The defendant contends that the Supreme Court has recognized unjust enrichment as a special defense, and therefore, it is a recognized special defense under Connecticut law. The defendant cites New York Annual Conference v. Fisher, 182 Conn. 272, 438 A.2d 62 (1980) and Bauer v. Waste Management of Connecticut, Inc., 239 Conn. 515, 686 A.2d 481 (1996) as authority for this proposition. The Supreme Court was not actually called on to address the issue of whether unjust enrichment is appropriately pleaded as a special defense in either of those cases, however. In New York Annual Conference v. Fisher, supra, 182 Conn. 274, the plaintiffs appealed the trial court's grant of declaratory judgment for the defendants and the defendants cross appealed the trial court's ruling on the ground that the court erred in not addressing their special defenses of waiver, estoppel, unjust enrichment and unclean hands.
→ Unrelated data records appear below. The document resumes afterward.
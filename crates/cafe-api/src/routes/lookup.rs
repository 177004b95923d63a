//! Customer search endpoint

use axum::extract::{Query, State};
use axum::Json;
use cafe_core::LookupReport;
use serde::Deserialize;

use crate::error::ApiResult;
use crate::AppState;

#[derive(Debug, Default, Deserialize)]
pub struct SearchParams {
    #[serde(default)]
    pub q: String,
}

/// Search every date by customer name; a blank query returns the last results
pub async fn api_search(
    State(state): State<AppState>,
    Query(params): Query<SearchParams>,
) -> ApiResult<Json<LookupReport>> {
    let mut register = state.register.write().await;
    register.search(&params.q).await?;
    Ok(Json(register.lookup_report()))
}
The Supreme Court determined that the case had to be remanded because "[e]stoppel, waiver, unjust enrichment and unclean hands are all defenses which depend upon questions of fact that must be determined, in the first instance, by the trial court." Id., 300. The expediency of pleading each of the foregoing defenses as a special defense was not at issue in the case, however, so the Supreme Court did not address whether unjust enrichment is properly claimed as a special defense.
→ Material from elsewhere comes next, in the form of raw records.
//! PostgREST client for the hosted transactions table

use std::time::Duration;

use async_trait::async_trait;
use cafe_config::StoreConfig;
use log::{debug, warn};
use reqwest::header::{HeaderMap, HeaderValue, AUTHORIZATION, CONTENT_TYPE};
use reqwest::Client as HttpClient;
use serde::Serialize;

use crate::error::{StoreError, StoreResult};
use crate::models::{NewTransaction, Transaction, TransactionQuery};
use crate::TransactionStore;

/// Store backed by a hosted table exposed through PostgREST
pub struct RestStore {
    http_client: HttpClient,
    api_key: String,
    base_url: String,
    table: String,
}

#[derive(Serialize)]
struct PaidUpdate {
    is_paid: bool,
}

impl RestStore {
    const REST_PATH: &'static str = "/rest/v1";

    /// Build a client from the `store` config section
    pub fn new(config: &StoreConfig) -> StoreResult<Self> {
        let url = config.url.trim().trim_end_matches('/');
        if url.is_empty() {
            return Err(StoreError::InvalidConfig("store.url is empty".to_string()));
        }

        let http_client = HttpClient::builder()
            .timeout(Duration::from_secs(config.timeout_secs))
            .build()
            .map_err(|e| StoreError::InvalidConfig(format!("Failed to build HTTP client: {}", e)))?;

        Ok(Self {
            http_client,
            api_key: config.api_key.clone(),
            base_url: format!("{}{}", url, Self::REST_PATH),
            table: config.table.clone(),
        })
    }

    fn table_url(&self) -> String {
        format!("{}/{}", self.base_url, self.table)
    }

    /// Default headers with key and bearer authorization
    fn create_headers(&self) -> StoreResult<HeaderMap> {
        let mut headers = HeaderMap::new();
        headers.insert(CONTENT_TYPE, HeaderValue::from_static("application/json"));

        let key = HeaderValue::from_str(&self.api_key)
            .map_err(|e| StoreError::InvalidConfig(format!("Invalid API key header: {}", e)))?;
        headers.insert("apikey", key);

        let auth_value = HeaderValue::from_str(&format!("Bearer {}", self.api_key))
            .map_err(|e| StoreError::InvalidConfig(format!("Failed to create auth header: {}", e)))?;
        headers.insert(AUTHORIZATION, auth_value);

        Ok(headers)
    }

    /// Headers for writes that must echo the affected rows
    fn create_write_headers(&self) -> StoreResult<HeaderMap> {
        let mut headers = self.create_headers()?;
        headers.insert("Prefer", HeaderValue::from_static("return=representation"));
        Ok(headers)
    }

    /// Map a non-success response onto a store error
    async fn handle_error_response(response: reqwest::Response) -> StoreError {
        let status = response.status().as_u16();
        let body_text = response.text().await.unwrap_or_default();

        let message = serde_json::from_str::<serde_json::Value>(&body_text)
            .ok()
            .and_then(|v| v.get("message").and_then(|m| m.as_str()).map(str::to_string))
            .unwrap_or(body_text);

        match status {
            400 | 409 | 422 => StoreError::BadRequest(message),
            401 | 403 => StoreError::Unauthorized(message),
            404 => StoreError::HttpError(status, message),
            500..=599 => {
                warn!("Store server error {}: {}", status, message);
                StoreError::ServerError(status, message)
            }
            _ => StoreError::HttpError(status, message),
        }
    }

    /// Decode a row array, failing on error statuses
    async fn read_rows(response: reqwest::Response) -> StoreResult<Vec<Transaction>> {
        if !response.status().is_success() {
            return Err(Self::handle_error_response(response).await);
        }

        response
            .json::<Vec<Transaction>>()
            .await
            .map_err(|e| StoreError::DeserializationError(format!("Failed to parse rows: {}", e)))
    }

    /// Filter parameters for a query
    fn query_params(query: &TransactionQuery) -> Vec<(&'static str, String)> {
        let mut params = vec![("select", "*".to_string())];
        if let Some(date) = query.transaction_date {
            params.push(("transaction_date", format!("eq.{}", date.format("%Y-%m-%d"))));
        }
        if let Some(ref needle) = query.name_contains {
            params.push(("customer_name", format!("ilike.*{}*", escape_like(needle))));
        }
        params.push(("order", "created_at.desc".to_string()));
        params
    }
}

/// Escape LIKE metacharacters so the needle matches literally
fn escape_like(needle: &str) -> String {
    let mut escaped = String::with_capacity(needle.len());
    for c in needle.chars() {
        if matches!(c, '\\' | '%' | '_') {
            escaped.push('\\');
        }
        escaped.push(c);
    }
    escaped
}

/// Drop rows the server matched more loosely than a literal substring.
///
/// PostgREST reads `*` in an `ilike` value as a wildcard and offers no escape
/// for it.
fn retain_matches(query: &TransactionQuery, mut rows: Vec<Transaction>) -> Vec<Transaction> {
    rows.retain(|t| query.matches(t));
    rows
}

#[async_trait]
impl TransactionStore for RestStore {
    async fn query(&self, query: &TransactionQuery) -> StoreResult<Vec<Transaction>> {
        let params = Self::query_params(query);
        debug!("GET {} {:?}", self.table_url(), params);

        let response = self
            .http_client
            .get(self.table_url())
            .headers(self.create_headers()?)
            .query(&params)
            .send()
            .await?;

        let rows = Self::read_rows(response).await?;
        Ok(retain_matches(query, rows))
    }

    async fn insert(&self, new: NewTransaction) -> StoreResult<Transaction> {
        let response = self
            .http_client
            .post(self.table_url())
            .headers(self.create_write_headers()?)
            .json(&[&new])
            .send()
            .await?;

        Self::read_rows(response)
            .await?
            .into_iter()
            .next()
            .ok_or_else(|| StoreError::DeserializationError("Insert returned no row".to_string()))
    }

    async fn set_paid(&self, id: &str, is_paid: bool) -> StoreResult<Transaction> {
        let response = self
            .http_client
            .patch(self.table_url())
            .headers(self.create_write_headers()?)
            .query(&[("id", format!("eq.{}", id))])
            .json(&PaidUpdate { is_paid })
            .send()
            .await?;

        Self::read_rows(response)
            .await?
            .into_iter()
            .next()
            .ok_or_else(|| StoreError::NotFound { id: id.to_string() })
    }

    async fn delete(&self, id: &str) -> StoreResult<()> {
        let response = self
            .http_client
            .delete(self.table_url())
            .headers(self.create_write_headers()?)
            .query(&[("id", format!("eq.{}", id))])
            .send()
            .await?;

        if Self::read_rows(response).await?.is_empty() {
            return Err(StoreError::NotFound { id: id.to_string() });
        }
        Ok(())
    }
}

#[cfg(test)]
mod tests {
    use super::*;
    use chrono::NaiveDate;

    fn config() -> StoreConfig {
        StoreConfig {
            url: "https://cafe.example.co/".to_string(),
            api_key: "anon-key".to_string(),
            ..StoreConfig::default()
        }
    }

    #[test]
    fn test_table_url_strips_trailing_slash() {
        let store = RestStore::new(&config()).unwrap();
        assert_eq!(store.table_url(), "https://cafe.example.co/rest/v1/transactions");
    }

    #[test]
    fn test_empty_url_rejected() {
        let config = StoreConfig { url: "  ".to_string(), ..config() };
        assert!(matches!(RestStore::new(&config), Err(StoreError::InvalidConfig(_))));
    }

    #[test]
    fn test_headers_carry_key() {
        let store = RestStore::new(&config()).unwrap();
        let headers = store.create_write_headers().unwrap();
        assert_eq!(headers.get("apikey").unwrap(), "anon-key");
        assert_eq!(headers.get(AUTHORIZATION).unwrap(), "Bearer anon-key");
        assert_eq!(headers.get("Prefer").unwrap(), "return=representation");
    }

    #[test]
    fn test_query_params_for_today() {
        let date = NaiveDate::from_ymd_opt(2024, 5, 1).unwrap();
        let params = RestStore::query_params(&TransactionQuery::on_date(date));
        assert!(params.contains(&("transaction_date", "eq.2024-05-01".to_string())));
        assert!(params.contains(&("order", "created_at.desc".to_string())));
    }

    #[test]
    fn test_star_in_needle_matches_literally() {
        let query = TransactionQuery::name_contains("s*a");
        let row = |id: &str, name: &str| Transaction {
            id: id.to_string(),
            customer_name: name.to_string(),
            amount: rust_decimal::Decimal::from(10),
            tip: rust_decimal::Decimal::ZERO,
            is_paid: false,
            transaction_date: NaiveDate::from_ymd_opt(2024, 5, 1).unwrap(),
            created_at: chrono::Utc::now(),
        };

        let kept = retain_matches(&query, vec![row("1", "Sara"), row("2", "Las*ana")]);

        let ids: Vec<_> = kept.iter().map(|t| t.id.as_str()).collect();
        assert_eq!(ids, vec!["2"]);
    }

    #[test]
    fn test_query_params_for_name_search() {
        let params = RestStore::query_params(&TransactionQuery::name_contains("ali_"));
        assert!(params.contains(&("customer_name", "ilike.*ali\\_*".to_string())));
    }
}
In Bauer v. Waste Management of Connecticut, Inc., supra, 239 Conn. 520, 521, the Supreme Court addressed the defendant's argument that the trial court abused its discretion by not permitting the defendant to amend its answer to include special defenses of unclean hands and unjust enrichment. Although the court ultimately found that the trial court's refusal to allow the amendment was harmless, the Supreme Court did determine that the trial court erred in not permitting the defendant to add the special defenses because they were based on facts that took place subsequent to the first trial in May, 1993, and "new facts that have occurred since the original trial and that relate to the balance of equities are relevant and material to the determination of injunctive relief." Id., 525. This finding of error, however, cannot be read as an endorsement by the Supreme Court of unjust enrichment as a special defense, for the court was only assessing the relevance of the new facts upon which the special defense was based, and never actually addressed whether unjust enrichment is an appropriate special defense. Thus, in the present case, the defendant's contention that the Supreme Court has recognized unjust enrichment as a special defense is unpersuasive, as the court has never evaluated the issue on its merits.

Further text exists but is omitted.